The Chit Chat Vent Thread - (Jun/24/2010 )
I needed to bitch today and thought the thread would appreciate an all-purpose thread for airing whatever's on their mind.
Me? I'm wondering whether I may have just lost a close friend.
It doesn't help that I'm in love with him and his facebook status has now turned up as 'It's Complicated'.
I feel hurt enough by this that I'm wondering what to do with the friendship.
Maybe I shouldn't have decided to wait until seeing him in person (which would have taken at least a year, probably three) to tell him how I feel.
It doesn't help that my social life is also so badly bereft right now of virtually anybody due to a multitude of things beyond my control (availability of people who exist on my wavelength, etc) that besides him I realistically have nobody else.
It doesn't help that lots of the world around me already sucks.
does sound complicated to me.
there's actually a separate section for venting and counselling but stay here, people are just waking up and running for coffee.
I just hope everything works out well.
I was under the impression that the Venting and Counseling forum was work-related.

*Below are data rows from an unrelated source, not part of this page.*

use sea_orm::entity::prelude::*;

#[derive(Clone, Debug, PartialEq, Eq, DeriveEntityModel)]
#[sea_orm(table_name = "restaurants")]
pub struct Model {
    #[sea_orm(primary_key)]
    pub id: i32,
    pub name: String,
    #[sea_orm(column_type = "Text", nullable)]
    pub description: Option<String>,
    pub category: Option<String>,
    pub has_delivery: bool,
    pub contact_email: Option<String>,
    pub contact_number: Option<String>,
    pub city: String,
    pub street: String,
    pub postal_code: Option<String>,
    pub created_by_id: Option<i32>,
}

#[derive(Copy, Clone, Debug, EnumIter, DeriveRelation)]
pub enum Relation {
    #[sea_orm(
        belongs_to = "super::users::Entity",
        from = "Column::CreatedById",
        to = "super::users::Column::Id",
        on_update = "NoAction",
        on_delete = "SetNull"
    )]
    Users,
}

impl Related<super::users::Entity> for Entity {
    fn to() -> RelationDef {
        Relation::Users.def()
    }
}

impl ActiveModelBehavior for ActiveModel {}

That could very well be. Anyways, everything is work-related oneway or the other.
And, how are you doing?
Turns out he's still single and that the 'it's complicated' was just his way of saying that he can't handle a relationship right now.
Whew. I was scared for a while.
just venting and before counselling things seem to have settled where is our resident counsellor, today?
O now, how much I have always hated facebook.
And, ACh, come to Words words words thread sometimes. Wave length of everyone matches and clashes at the same time.
see nabi-san u got a chance to councel without the resident counsellars inputs and tere u go.. problem solved!!!!
i think u are a lucky charm!!!!
solve my problems too nabi-san!!!
i neeed 5 days weeeeeek!!!!! i dont wanna work on saturdays!!! i wanna go to the gym!!!! i want more salary!!! i want to go home!!! i think i shud stop!!! lol!!! man is a gready animal u see!!!
No, it's not me.
ACh's own luck or fate or whatever; but am not in a position to speak anything about the situation. I don't understand relationships so well. That's why I was wishing someone in better position would come in here. And, U nor me is one
i agree... i m equally bad at estimating or for that matter understanding relationships.. i may say i m a bit lazy on tat..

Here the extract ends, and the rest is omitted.